As we were walking back to the car, John said he was hungry. We talked about food and diet. I would have loved to try some of his ethnic food. There was a restaurant that had good food from the Sudan but it would take hours for them to prepare a meal. So we went to a Chinese buffet instead. I was happy mainly because it felt as if I had not eaten for days, but also because I wanted to buy John supper. It wasn’t a great restaurant but it did the trick. My belly was full again. But John would not let me pay for supper. He insisted that he do it. The man was just one of those folks who feel compulsed to give.

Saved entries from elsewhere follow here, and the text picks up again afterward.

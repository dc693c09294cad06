//! Agent alliance repository

use crate::domain::entities::AgentAlliance;
use chrono::{DateTime, Utc};
use talentlink_store::{args, Args, Entity, EntityRepository, PgRecordStore, RecordStore, Result};

impl Entity for AgentAlliance {
    const TABLE: &'static str = "agent_alliances";
    const LABEL: &'static str = "AgentAllianceRepository";
    const COLUMNS: &'static str = "id, agent1_id, agent2_id, agent1_request, agent2_request, \
                                   created_at, updated_at";
    const INSERT_COLUMNS: &'static [&'static str] = &[
        "agent1_id",
        "agent2_id",
        "agent1_request",
        "agent2_request",
        "created_at",
        "updated_at",
    ];

    fn insert_args(&self) -> Args {
        args![
            self.agent1_id,
            self.agent2_id,
            self.agent1_request,
            self.agent2_request,
            self.created_at,
            self.updated_at
        ]
    }

    fn set_id(&mut self, id: i64) {
        self.id = id;
    }

    fn prepare_insert(&mut self, now: DateTime<Utc>) {
        self.created_at = now;
        self.updated_at = now;
    }
}

#[derive(Clone)]
pub struct AgentAllianceRepository<S = PgRecordStore> {
    repo: EntityRepository<AgentAlliance, S>,
}

impl<S: RecordStore> AgentAllianceRepository<S> {
    pub fn new(store: S) -> Self {
        Self {
            repo: EntityRepository::new(store),
        }
    }

    /// Create a new alliance request
    pub async fn create(&self, alliance: &mut AgentAlliance) -> Result<i64> {
        self.repo.create(alliance).await
    }

    pub async fn update_agent1_request(&self, id: i64, request: bool) -> Result<u64> {
        self.repo
            .update_columns(
                "update_agent1_request",
                id,
                vec![("agent1_request", request.into())],
            )
            .await
    }

    pub async fn update_agent2_request(&self, id: i64, request: bool) -> Result<u64> {
        self.repo
            .update_columns(
                "update_agent2_request",
                id,
                vec![("agent2_request", request.into())],
            )
            .await
    }

    pub async fn find_by_id(&self, id: i64) -> Result<AgentAlliance> {
        self.repo.find_by_id(id).await
    }

    /// Find the alliance between two agents regardless of who requested it
    pub async fn find_by_agent_pair(&self, agent_a: i64, agent_b: i64) -> Result<AgentAlliance> {
        self.repo
            .find_where(
                "find_by_agent_pair",
                "(agent1_id = $1 AND agent2_id = $2) OR (agent1_id = $2 AND agent2_id = $1) \
                 ORDER BY id ASC LIMIT 1",
                args![agent_a, agent_b],
            )
            .await
    }

    /// Every alliance the agent is part of, on either side
    pub async fn get_by_agent_id(&self, agent_id: i64) -> Result<Vec<AgentAlliance>> {
        self.repo
            .select_where(
                "get_by_agent_id",
                "agent1_id = $1 OR agent2_id = $1 ORDER BY id ASC",
                args![agent_id],
            )
            .await
    }

    /// Alliances both sides have accepted
    pub async fn get_accepted_by_agent_id(&self, agent_id: i64) -> Result<Vec<AgentAlliance>> {
        self.repo
            .select_where(
                "get_accepted_by_agent_id",
                "(agent1_id = $1 OR agent2_id = $1) AND agent1_request AND agent2_request \
                 ORDER BY id ASC",
                args![agent_id],
            )
            .await
    }

    pub async fn delete_by_id(&self, id: i64) -> Result<u64> {
        self.repo.delete_by_id(id).await
    }
}
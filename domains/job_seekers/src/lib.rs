//! Job seekers domain: job seekers, their desired conditions and licenses

pub mod domain;
pub mod repository;

// Re-export domain types at the crate root for convenience
pub use domain::entities::*;

// Re-export repository types
pub use repository::{
    JobSeekerDesiredIndustryRepository, JobSeekerDesiredOccupationRepository,
    JobSeekerDetailRepository, JobSeekerHideToAgentRepository, JobSeekerLicenseRepository,
    JobSeekerRepository, JobSeekersRepositories,
};
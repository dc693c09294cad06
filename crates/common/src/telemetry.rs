//! Tracing subscriber bootstrap

use crate::config::LogFormat;
use tracing_subscriber::EnvFilter;

/// Install the global tracing subscriber.
///
/// `RUST_LOG` in the environment wins over `default_filter`. Returns an error
/// if a global subscriber is already installed.
#[mutants::skip] // Installs process-global state; exercised by the binaries
pub fn init_tracing(format: LogFormat, default_filter: &str) -> anyhow::Result<()> {
    let filter =
        EnvFilter::try_from_default_env().or_else(|_| EnvFilter::try_new(default_filter))?;

    let builder = tracing_subscriber::fmt().with_env_filter(filter);
    match format {
        LogFormat::Pretty => builder.pretty().try_init(),
        LogFormat::Json => builder.json().try_init(),
    }
    .map_err(|e| anyhow::anyhow!("Failed to install tracing subscriber: {}", e))
}
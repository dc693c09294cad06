//! Free-word search conditions
//!
//! One search box serves two lookups: input that parses as an integer matches
//! an identifier or a phone number with hyphens removed, anything else is a
//! case-sensitive substring match over name-like columns or an exact phone
//! number match.

use crate::args::Args;

/// Parsed free-word input
#[derive(Debug, Clone, PartialEq, Eq)]
pub enum FreeWord<'a> {
    Empty,
    Numeric { id: i64, digits: &'a str },
    Text(&'a str),
}

impl<'a> FreeWord<'a> {
    pub fn parse(input: &'a str) -> Self {
        let trimmed = input.trim();
        if trimmed.is_empty() {
            return FreeWord::Empty;
        }
        match trimmed.parse::<i64>() {
            Ok(id) => FreeWord::Numeric {
                id,
                digits: trimmed,
            },
            Err(_) => FreeWord::Text(trimmed),
        }
    }
}

/// Columns a free-word search is applied to
#[derive(Debug, Clone, Copy)]
pub struct FreeWordTarget {
    pub id_column: &'static str,
    /// Each group is concatenated before matching, e.g. last name + first name
    pub text_columns: &'static [&'static [&'static str]],
    pub phone_column: Option<&'static str>,
}

impl FreeWordTarget {
    /// Render the condition for `word`, binding its values into `args`.
    ///
    /// Returns `None` for empty input so the caller can skip the filter.
    pub fn condition(&self, word: &FreeWord<'_>, args: &mut Args) -> Option<String> {
        match word {
            FreeWord::Empty => None,
            FreeWord::Numeric { id, digits } => {
                let mut terms = vec![format!("{} = {}", self.id_column, args.bind(*id))];
                if let Some(phone) = self.phone_column {
                    terms.push(format!(
                        "REPLACE({}, '-', '') LIKE {}",
                        phone,
                        args.bind(contains_pattern(digits))
                    ));
                }
                Some(format!("({})", terms.join(" OR ")))
            }
            FreeWord::Text(text) => {
                let pattern = args.bind(contains_pattern(text));
                let mut terms = self
                    .text_columns
                    .iter()
                    .map(|group| format!("{} LIKE {}", concat(group), pattern))
                    .collect::<Vec<_>>();
                if let Some(phone) = self.phone_column {
                    terms.push(format!("{} = {}", phone, args.bind(*text)));
                }
                Some(format!("({})", terms.join(" OR ")))
            }
        }
    }
}

fn concat(group: &[&str]) -> String {
    match group {
        [single] => (*single).to_string(),
        columns => format!("CONCAT({})", columns.join(", ")),
    }
}

/// `%text%` with LIKE wildcards in `text` escaped
pub fn contains_pattern(text: &str) -> String {
    let mut pattern = String::with_capacity(text.len() + 2);
    pattern.push('%');
    for ch in text.chars() {
        if matches!(ch, '%' | '_' | '\\') {
            pattern.push('\\');
        }
        pattern.push(ch);
    }
    pattern.push('%');
    pattern
}
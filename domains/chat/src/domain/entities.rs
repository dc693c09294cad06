//! Domain entities for the Chat domain
//!
//! Each job seeker has at most one chat group with their agent. Messages
//! are written by agent staff, by the job seeker, or by the platform.

use chrono::{DateTime, Utc};
use serde::{Deserialize, Serialize};
use uuid::Uuid;

use talentlink_common::{now_utc, Error, Result};

/// Who wrote a chat message
#[derive(Debug, Clone, Copy, PartialEq, Eq, Hash, Serialize, Deserialize, sqlx::Type)]
#[repr(i16)]
#[serde(rename_all = "lowercase")]
pub enum ChatUserType {
    Agent = 0,
    JobSeeker = 1,
    System = 2,
}

#[derive(Debug, Clone, Copy, PartialEq, Eq, Hash, Serialize, Deserialize, sqlx::Type, Default)]
#[repr(i16)]
#[serde(rename_all = "lowercase")]
pub enum ChatMessageType {
    #[default]
    Text = 0,
    Photo = 1,
}

talentlink_store::small_int_code!(ChatUserType, ChatMessageType);

/// Chat thread between an agent and one of its job seekers
#[derive(Debug, Clone, PartialEq, Serialize, Deserialize, sqlx::FromRow)]
pub struct ChatGroupWithJobSeeker {
    pub id: i64,
    pub uuid: Uuid,
    pub agent_id: i64,
    pub job_seeker_id: i64,
    pub agent_last_watched_at: Option<DateTime<Utc>>,
    pub job_seeker_last_watched_at: Option<DateTime<Utc>>,
    /// Messages are mirrored to the job seeker's LINE account
    pub line_active: bool,
    pub created_at: DateTime<Utc>,
    pub updated_at: DateTime<Utc>,
}

impl ChatGroupWithJobSeeker {
    pub fn new(agent_id: i64, job_seeker_id: i64) -> Self {
        let now = now_utc();
        ChatGroupWithJobSeeker {
            id: 0,
            uuid: Uuid::nil(),
            agent_id,
            job_seeker_id,
            agent_last_watched_at: None,
            job_seeker_last_watched_at: None,
            line_active: false,
            created_at: now,
            updated_at: now,
        }
    }
}

/// Message in a chat group
#[derive(Debug, Clone, PartialEq, Serialize, Deserialize, sqlx::FromRow)]
pub struct ChatMessageWithJobSeeker {
    pub id: i64,
    pub uuid: Uuid,
    pub group_id: i64,
    pub user_type: ChatUserType,
    pub message_type: ChatMessageType,
    pub message: String,
    pub photo_url: String,
    pub created_at: DateTime<Utc>,
    pub updated_at: DateTime<Utc>,
}

impl ChatMessageWithJobSeeker {
    /// Text message; the body may not be blank
    pub fn text(group_id: i64, user_type: ChatUserType, message: String) -> Result<Self> {
        if message.trim().is_empty() {
            return Err(Error::Validation("Message is required".to_string()));
        }
        Ok(Self::build(
            group_id,
            user_type,
            ChatMessageType::Text,
            message,
            String::new(),
        ))
    }

    /// Photo message pointing at an uploaded image
    pub fn photo(group_id: i64, user_type: ChatUserType, photo_url: String) -> Result<Self> {
        if photo_url.trim().is_empty() {
            return Err(Error::Validation("Photo URL is required".to_string()));
        }
        Ok(Self::build(
            group_id,
            user_type,
            ChatMessageType::Photo,
            String::new(),
            photo_url,
        ))
    }

    fn build(
        group_id: i64,
        user_type: ChatUserType,
        message_type: ChatMessageType,
        message: String,
        photo_url: String,
    ) -> Self {
        let now = now_utc();
        ChatMessageWithJobSeeker {
            id: 0,
            uuid: Uuid::nil(),
            group_id,
            user_type,
            message_type,
            message,
            photo_url,
            created_at: now,
            updated_at: now,
        }
    }
}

For the rest of the trip our conversation ranged over all of the standard things. School (how hard it was to juggle work life and school work), finding bosses (he had a good one who he liked), and relationships (he had wife who did not live with him but did call him on his cell phone as we were driving). But we also talked about the languages he spoke, his dreams for the future and the pressures of being responsible for all of these people. It was a lovely journey across the Prairies. As we got close to Brandon I was sad that it was going to end. He offered me a bed in his motel room where he stayed but it was a warm night and I wanted to sleep outside. There is a great spot to sleep at the edge of town, and I wanted to be outside one more night. So we said good bye in the dark.
My life is enriched by all of my drivers. Almost without exception they share part of themselves with me through their stories and through their generosity. But John gave something else. I don’t think I will ever be able to put into words how much I admire him, how much I respect his courage, his humanity, his sense of responsibility for others, his capacity to find joy and perhaps most of all his capacity to forgive and to move forward. He could teach us all a few lessons about how to live.